# Use флаги

## Ka4_0k

Здравствуйте. Поробовал поиск по форуму и чтение faq, так ничего и не нашёл. Да и вообще интересующую информацию искал уже день, ничего путного нету :)

Каково влияние use флагов? Ну тоесть я понимаю что к примеру imagemagick надо собиать с jpeg и прочими для поддержки функционала, но весь список флагов великоват. Если сразу вписать в make.conf всё, что собираюсь использовать то все собираемые программы будут собиратся с этими флагами? Не сильно ли это "перергужает" их (программы в смысле ) ? Ведь если собрать что-то мелкое с поддержкой всего то выйдет уже далеко не мелкое...

Где можно найти список используемых пакетов и библиотек к устанавливаемым программам? Просто не хотелось бы компилить лишнее... (ну тоесть собирать только с тем что "критически" необходимо).

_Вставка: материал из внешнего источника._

use assert_cmd::prelude::*;
use predicates::prelude::*;
use std::error::Error;
use std::fs;
use std::process::Command;
use tempfile::tempdir;

const UNDEFINED_VARIABLE: &str = "*** Test Cases ***\nExample\n    Log    ${unknown_var}\n";

#[test]
fn analyze_prints_diagnostics_as_json() -> Result<(), Box<dyn Error>> {
    let dir = tempdir()?;
    fs::write(dir.path().join("t.robot"), UNDEFINED_VARIABLE)?;

    let mut cmd = Command::cargo_bin("robotls")?;
    cmd.current_dir(dir.path()).args(["--analyze", "t.robot"]);
    cmd.assert()
        .success()
        .stdout(predicate::str::contains("\"VariableNotFound\""))
        .stdout(predicate::str::contains("Variable '${unknown_var}' not found."))
        .stdout(predicate::str::contains("\"keyword_references\""));

    Ok(())
}

#[test]
fn errors_only_prints_one_based_positions() -> Result<(), Box<dyn Error>> {
    let dir = tempdir()?;
    fs::write(dir.path().join("t.robot"), UNDEFINED_VARIABLE)?;

    let mut cmd = Command::cargo_bin("robotls")?;
    cmd.current_dir(dir.path())
        .args(["--analyze", "t.robot", "--errors-only"]);
    cmd.assert()
        .success()
        .stdout(predicate::str::contains("Line 3:12: Variable '${unknown_var}' not found."));

    Ok(())
}

#[test]
fn errors_only_on_clean_file() -> Result<(), Box<dyn Error>> {
    let dir = tempdir()?;
    fs::write(
        dir.path().join("clean.robot"),
        "*** Test Cases ***\nExample\n    Log    hello\n",
    )?;

    let mut cmd = Command::cargo_bin("robotls")?;
    cmd.current_dir(dir.path())
        .args(["--analyze", "clean.robot", "--errors-only"]);
    cmd.assert()
        .success()
        .stdout(predicate::str::contains("No errors found"));

    Ok(())
}

#[test]
fn analyze_rejects_parent_paths() -> Result<(), Box<dyn Error>> {
    let dir = tempdir()?;

    let mut cmd = Command::cargo_bin("robotls")?;
    cmd.current_dir(dir.path()).args(["--analyze", "../t.robot"]);
    cmd.assert()
        .code(2)
        .stderr(predicate::str::contains("Unsafe file path"));

    Ok(())
}

#[test]
fn analyze_missing_file_exits_with_two() -> Result<(), Box<dyn Error>> {
    let dir = tempdir()?;

    let mut cmd = Command::cargo_bin("robotls")?;
    cmd.current_dir(dir.path()).args(["--analyze", "missing.robot"]);
    cmd.assert()
        .code(2)
        .stderr(predicate::str::contains("Failed to read file 'missing.robot'"));

    Ok(())
}

#[test]
fn prints_version() -> Result<(), Box<dyn Error>> {
    let mut cmd = Command::cargo_bin("robotls")?;
    cmd.arg("--version");
    cmd.assert()
        .success()
        .stdout(predicate::str::contains(env!("CARGO_PKG_VERSION")));

    Ok(())
}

Ещё есть вопрос про сам "синтаксис" написание флагов. Например:

USE="gtk -qt" - использовать gtk, но не использовать qt? Это нужно для отключения флагов в профиле? (например если в профиле qt в любом случае используется)

И где можно посмотреть флаги из конкретного профиля?

Заранее спасибо.

Ещё в этой теме, насколько я понял описывается ускорение процесса компиляции?

https://forums.gentoo.org/viewtopic-t-529291.html

----------

## nao

 *Ka4_0k wrote:*   

> Каково влияние use флагов? Ну тоесть я понимаю что к примеру imagemagick надо собиать с jpeg и прочими для поддержки функционала, но весь список флагов великоват.

 

Есть много вспомогательных утилит для того чтобы не запутаться в флагах.

Например euse из пакета gentoolkit и quse из portage-utils.

 *Quote:*   

> Если сразу вписать в make.conf всё, что собираюсь использовать то все собираемые программы будут собиратся с этими флагами?

 

Да. А ещё есть /etc/portage/package.use , которым уже можно выставить юз-файлы для каждого пакета.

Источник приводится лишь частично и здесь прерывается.